By Lindsay Dunsmuir and Dan Burns
(Reuters) -Federal Reserve officials voiced their determination again on Wednesday to rein in high inflation, although one noted a half-percentage-point hike in the U.S. central bank’s key interest rate next month might be enough to march toward that goal.
“I start from the idea that 50 (basis points) would be a reasonable thing to do in September because I believe I’m seeing evidence in my contact conversations, and in the observations of the world I see, that there are some bright spots for me,” San Francisco Fed President Mary Daly said in an interview with Reuters.
However, “if we just see inflation roaring ahead undauntedly, the labor market showing no signs of slowing, then we’ll be in a different position where a 75-basis-point increase might be more appropriate.
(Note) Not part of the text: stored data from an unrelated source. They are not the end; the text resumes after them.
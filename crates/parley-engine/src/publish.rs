//! Publish capability seam and in-process implementations.
//!
//! Delivery is at-least-once and best-effort: a publisher must never fail
//! the operation that produced the notification.

use tokio::sync::broadcast;
use tracing::debug;

use parley_core::events::Notification;

/// Consumes notification instructions produced by the fan-out.
pub trait Publisher: Send + Sync {
    fn publish(&self, notification: &Notification);
}

/// Publisher backed by a `tokio::sync::broadcast` channel.
///
/// In-process subscribers (an SSE bridge, a websocket hub, a test harness)
/// subscribe and filter by `notification.scope` themselves. Publishing with
/// no subscribers is a no-op, not an error.
pub struct BroadcastPublisher {
    tx: broadcast::Sender<Notification>,
}

impl BroadcastPublisher {
    /// Creates a publisher whose channel buffers up to `capacity`
    /// notifications per lagging subscriber.
    pub fn new(capacity: usize) -> Self {
        let (tx, _) = broadcast::channel(capacity);
        Self { tx }
    }

    /// Opens a new subscription to all future notifications.
    pub fn subscribe(&self) -> broadcast::Receiver<Notification> {
        self.tx.subscribe()
    }

    /// Number of live subscribers.
    pub fn subscriber_count(&self) -> usize {
        self.tx.receiver_count()
    }
}

impl Default for BroadcastPublisher {
    fn default() -> Self {
        Self::new(256)
    }
}

impl Publisher for BroadcastPublisher {
    fn publish(&self, notification: &Notification) {
        if self.tx.send(notification.clone()).is_err() {
            debug!(
                event = notification.event.event_name(),
                topic = %notification.scope.topic(),
                "Notification dropped: no subscribers"
            );
        }
    }
}

/// Publisher that discards everything. For embeddings without delivery and
/// for tests that only exercise state.
#[derive(Clone, Copy, Debug, Default)]
pub struct NullPublisher;

impl Publisher for NullPublisher {
    fn publish(&self, _notification: &Notification) {}
}

#[cfg(test)]
mod tests {
    use super::*;
    use parley_core::events::{ConversationEvent, Scope};
    use parley_core::types::{ConversationId, CustomerId, Message};

    fn sample_notification() -> Notification {
        Notification::new(
            Scope::Agents,
            ConversationEvent::NewMessage {
                conversation_id: ConversationId::from_counter(1),
                message: Message::customer("Hola", "Hello"),
            },
        )
    }

    #[test]
    fn test_publish_without_subscribers_is_silent() {
        let publisher = BroadcastPublisher::new(8);
        publisher.publish(&sample_notification());
        assert_eq!(publisher.subscriber_count(), 0);
    }

    #[tokio::test]
    async fn test_subscriber_receives_notification() {
        let publisher = BroadcastPublisher::new(8);
        let mut rx = publisher.subscribe();

        publisher.publish(&sample_notification());

        let received = rx.recv().await.expect("notification");
        assert_eq!(received.scope, Scope::Agents);
        assert_eq!(received.event.event_name(), "new_message");
    }

    #[tokio::test]
    async fn test_all_subscribers_receive_each_notification() {
        let publisher = BroadcastPublisher::new(8);
        let mut rx1 = publisher.subscribe();
        let mut rx2 = publisher.subscribe();
        assert_eq!(publisher.subscriber_count(), 2);

        publisher.publish(&sample_notification());

        assert_eq!(rx1.recv().await.unwrap().event.event_name(), "new_message");
        assert_eq!(rx2.recv().await.unwrap().event.event_name(), "new_message");
    }

    #[test]
    fn test_null_publisher_discards() {
        let publisher = NullPublisher;
        publisher.publish(&sample_notification());
    }
}
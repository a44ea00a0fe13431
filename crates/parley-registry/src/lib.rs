//! Conversation registry and persistence for Parley.
//!
//! This crate provides:
//!
//! - **Conversation Store**: the id-to-record map with inbox-ordered listing
//! - **Session Index**: customer-to-current-conversation bindings
//! - **Registry**: the aggregate of both plus the monotonic id counter
//! - **Snapshot Store**: the JSON-file persistence gateway

pub mod registry;
pub mod session;
pub mod snapshot;
pub mod store;

pub use registry::Registry;
pub use session::SessionIndex;
pub use snapshot::{RegistrySnapshot, SnapshotStore, SNAPSHOT_FILE_NAME};
pub use store::ConversationStore;
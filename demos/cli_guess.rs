//! CLI card guessing example.

use std::io::{self, BufRead, Write};
use std::process::ExitCode;
use std::time::{SystemTime, UNIX_EPOCH};

use higher_card::{Guess, ParseGuessError, Round, RoundOptions};
use tracing_subscriber::EnvFilter;

fn main() -> ExitCode {
    tracing_subscriber::fmt()
        .with_env_filter(EnvFilter::from_default_env())
        .with_writer(io::stderr)
        .init();

    let stdin = io::stdin();
    let mut input = stdin.lock();

    loop {
        println!("Welcome to the card guessing game!");

        let Some(name) = prompt_line(&mut input, "What is your name?: ") else {
            return ExitCode::FAILURE;
        };
        if name.is_empty() {
            println!("No name entered - exiting.");
            return ExitCode::FAILURE;
        }

        let seed = SystemTime::now()
            .duration_since(UNIX_EPOCH)
            .unwrap_or_default()
            .as_nanos() as u64;

        let mut round = match Round::new(name, RoundOptions::default(), seed) {
            Ok(round) => round,
            Err(err) => {
                println!("{err}");
                return ExitCode::FAILURE;
            }
        };

        if let Err(err) = round.deal() {
            eprintln!("Deal error: {err}");
            return ExitCode::FAILURE;
        }

        let Some(answer) = prompt_line(
            &mut input,
            "You've been dealt two cards. Which is higher? [first/second]: ",
        ) else {
            return ExitCode::FAILURE;
        };

        let guess = match answer.parse::<Guess>() {
            Ok(guess) => guess,
            Err(ParseGuessError::Empty) => {
                println!("No guess entered - exiting.");
                return ExitCode::FAILURE;
            }
            Err(ParseGuessError::Invalid) => {
                println!("Invalid choice - exiting.");
                return ExitCode::FAILURE;
            }
        };

        match round.guess(guess.index()) {
            Ok(outcome) if outcome.correct => println!("Congrats! You guessed correctly!"),
            Ok(_) => println!("You guessed incorrectly."),
            Err(err) => {
                eprintln!("Guess error: {err}");
                return ExitCode::FAILURE;
            }
        }

        println!("Let's reveal the cards.");
        if let Some(hand) = round.revealed() {
            for (label, card) in ["First", "Second"].iter().zip(hand) {
                println!("{label} card: {card}");
            }
        }

        let Some(again) = prompt_line(&mut input, "Play again? [yes/no(default)]: ") else {
            return ExitCode::FAILURE;
        };
        if !again.eq_ignore_ascii_case("yes") {
            println!("Thanks for playing!");
            return ExitCode::SUCCESS;
        }
    }
}

/// Reads one trimmed line. Returns `None` on I/O errors.
fn prompt_line(input: &mut impl BufRead, prompt: &str) -> Option<String> {
    print!("{prompt}");
    let _ = io::stdout().flush();

    let mut line = String::new();
    match input.read_line(&mut line) {
        Ok(_) => Some(line.trim().to_string()),
        Err(err) => {
            eprintln!("Error reading input: {err}");
            None
        }
    }
}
But I go in with the 50 in mind as I look at the data coming in,” Daly added.
Whether the Fed will go ahead with a third straight 75-basis-point rate hike at its Sept. 20-21 policy meeting – a pace unmatched in more than a generation – or dial back a bit is of central interest to investors, businesses and consumers who are increasingly fearful that the central bank’s inflation fight may trigger a recession.
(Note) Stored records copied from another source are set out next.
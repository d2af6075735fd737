//! Error types for game operations.

use thiserror::Error;

/// Errors that can occur when drawing from a deck.
#[derive(Debug, Clone, Copy, PartialEq, Eq, Error)]
pub enum DrawError {
    /// The deck has no cards left.
    #[error("deck exhausted")]
    Exhausted,
    /// The requested position is outside the remaining cards.
    #[error("draw index {index} out of range for deck of {len} cards")]
    OutOfRange {
        /// The requested index.
        index: usize,
        /// Number of cards remaining.
        len: usize,
    },
}

/// Errors that can occur when building a deck from explicit cards.
#[derive(Debug, Clone, Copy, PartialEq, Eq, Error)]
pub enum DeckError {
    /// The card set is not exactly one of every suit and rank pair.
    #[error("malformed deck: {len} cards, {unique} unique")]
    Malformed {
        /// Number of cards supplied.
        len: usize,
        /// Number of distinct cards supplied.
        unique: usize,
    },
}

/// Errors that can occur when evaluating a guess.
#[derive(Debug, Clone, Copy, PartialEq, Eq, Error)]
pub enum GuessError {
    /// The guessed position is outside the hand.
    #[error("guess index {index} out of range for hand of {len} cards")]
    OutOfRange {
        /// The guessed index.
        index: usize,
        /// Number of cards in the hand.
        len: usize,
    },
}

/// Errors that can occur when creating a player.
#[derive(Debug, Clone, Copy, PartialEq, Eq, Error)]
pub enum PlayerError {
    /// The name is empty or whitespace only.
    #[error("player name is empty")]
    EmptyName,
}

/// Errors that can occur when parsing a card, rank, or suit.
#[derive(Debug, Clone, Copy, PartialEq, Eq, Error)]
pub enum ParseCardError {
    /// No `-` between rank and suit.
    #[error("expected <RANK>-<SUIT>")]
    MissingSeparator,
    /// Unrecognised rank name.
    #[error("unknown rank")]
    UnknownRank,
    /// Unrecognised suit name.
    #[error("unknown suit")]
    UnknownSuit,
}

/// Errors that can occur when parsing a guess.
#[derive(Debug, Clone, Copy, PartialEq, Eq, Error)]
pub enum ParseGuessError {
    /// Nothing was entered.
    #[error("no guess entered")]
    Empty,
    /// Anything other than `first` or `second`.
    #[error("invalid choice")]
    Invalid,
}

/// Errors that can occur while playing a round.
#[derive(Debug, Clone, Copy, PartialEq, Eq, Error)]
pub enum RoundError {
    /// Invalid round state for this operation.
    #[error("invalid round state for this operation")]
    InvalidState,
    /// Dealing failed.
    #[error(transparent)]
    Draw(#[from] DrawError),
    /// The guess could not be evaluated.
    #[error(transparent)]
    Guess(#[from] GuessError),
}
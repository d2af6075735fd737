//! A card-comparison guessing game engine with optional `no_std` support.
//!
//! Two cards are dealt from a standard 52-card deck and the player guesses
//! which one is higher. Cards order by suit first
//! (`Club < Diamond < Heart < Spade`) and by rank second, aces high.
//!
//! The crate provides the card model ([`Card`], [`Deck`], [`Hand`],
//! [`Player`]) and a [`Round`] type that sequences deal, guess, and reveal.
//!
//! # Example
//!
//! ```
//! use higher_card::{Guess, Round, RoundOptions};
//!
//! let mut round = Round::new("Ada", RoundOptions::default(), 42).unwrap();
//! round.deal().unwrap();
//!
//! let guess: Guess = "first".parse().unwrap();
//! let outcome = round.guess(guess.index()).unwrap();
//! let _ = outcome.correct;
//! ```
#![cfg_attr(not(feature = "std"), no_std)]
#![cfg_attr(docsrs, feature(doc_cfg))]

#[cfg(all(not(feature = "std"), not(feature = "alloc")))]
compile_error!(
    "`std` is disabled but `alloc` feature is not enabled. Enable `alloc` or keep `std` enabled."
);

extern crate alloc;

pub mod card;
pub mod deck;
pub mod error;
pub mod guess;
pub mod hand;
pub mod options;
pub mod player;
pub mod round;

// Re-export main types
pub use card::{Card, DECK_SIZE, Rank, Suit};
pub use deck::Deck;
pub use error::{
    DeckError, DrawError, GuessError, ParseCardError, ParseGuessError, PlayerError, RoundError,
};
pub use guess::Guess;
pub use hand::Hand;
pub use options::RoundOptions;
pub use player::{Player, PlayerId};
pub use round::{GuessOutcome, Round, RoundState};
After Daly’s remarks, investors in futures contracts tied to the Fed’s benchmark overnight interest rate pared back the probability that the central bank would raise the policy rate by 75 basis points next month.
Fed Chair Jerome Powell said last week the central bank may consider another “unusually large” rate hike at the September meeting, with officials guided in their decision making by more than a dozen critical data points covering inflation, employment, consumer spending and economic growth between now and then.
Several policymakers, including Daly, have shown stiffening resolve this week to continue the aggressive monetary tightening, with nearly all of them uniformly flagging that the central bank remains determined to press ahead with rate hikes until it sees strong and long-lasting evidence that inflation is on track back down to the Fed’s 2% goal.
Inflation has for months confounded expectations that it would ease and is now, by the Fed’s preferred measure, running at more than three times the target.
‘A VERY UNLIKELY SCENARIO’
In a separate appearance, Minneapolis Fed President Neel Kashkari echoed comments by Daly this week that it is extremely unlikely that the central bank will pivot to cutting interest rates in 2023.
“Some financial markets are indicating they expect us to cut interest rates next year,” Kashkari said at an event held as part of a financial regulation conference in New York.
“I don’t want to say it’s impossible, but it seems like that’s a very unlikely scenario right now given what I know about the underlying inflation dynamics. The more likely scenario is we would continue raising (interest rates) and then we would sit there until we have a lot of confidence that inflation is well on its way back down to 2%,” Kashkari added.
St. Louis Fed President James Bullard also said the central bank will be steadfast in raising rates to bring inflation back down.
“We are going to be tough and get that to happen,” Bullard said in an interview with CNBC. “I think we can take robust action and get back to 2%.”
That will probably involve having to keep rates “higher for longer” in order to gather enough evidence that inflation is coming down in a sustainable way, Bullard said, noting that policymakers will have to see evidence that headline and core measures of inflation are “coming down convincingly” before any let-up.
Bullard has previously said he wants the Fed’s policy rate to rise to between 3.75% and 4.00% this year to help quash inflation.
Speaking in Virginia, Richmond Fed President Thomas Barkin said the central bank has made clear it will “do what it takes” as he warned that inflation will recede but “not immediately, not suddenly and not predictably.”
For her part, Daly told Reuters that raising the policy rate to 3.4% by the end of this year “is a reasonable place to think about us getting to” and rebuffed the assertion that the Fed’s rate hikes from here – which would take it beyond policymakers’ collective judgment of the long-run “neutral rate” of interest – ought to be considered “restrictive.”
“Not in my judgment,” Daly said, arguing that the interest rate level at which the Fed is actively impeding growth and activity is closer to 3%.
“When you think of 2.5%, that’s the longer-run neutral rate of interest, but right now, inflation is high,” Daly added. “And there’s a lot of demand chasing limited supply, and so of course the neutral rate is elevated. So my own estimate of where that would be right now is around or a little bit over 3%, maybe 3.1%.”
“So in my judgment, we’re not even up to neutral right now,” Daly said.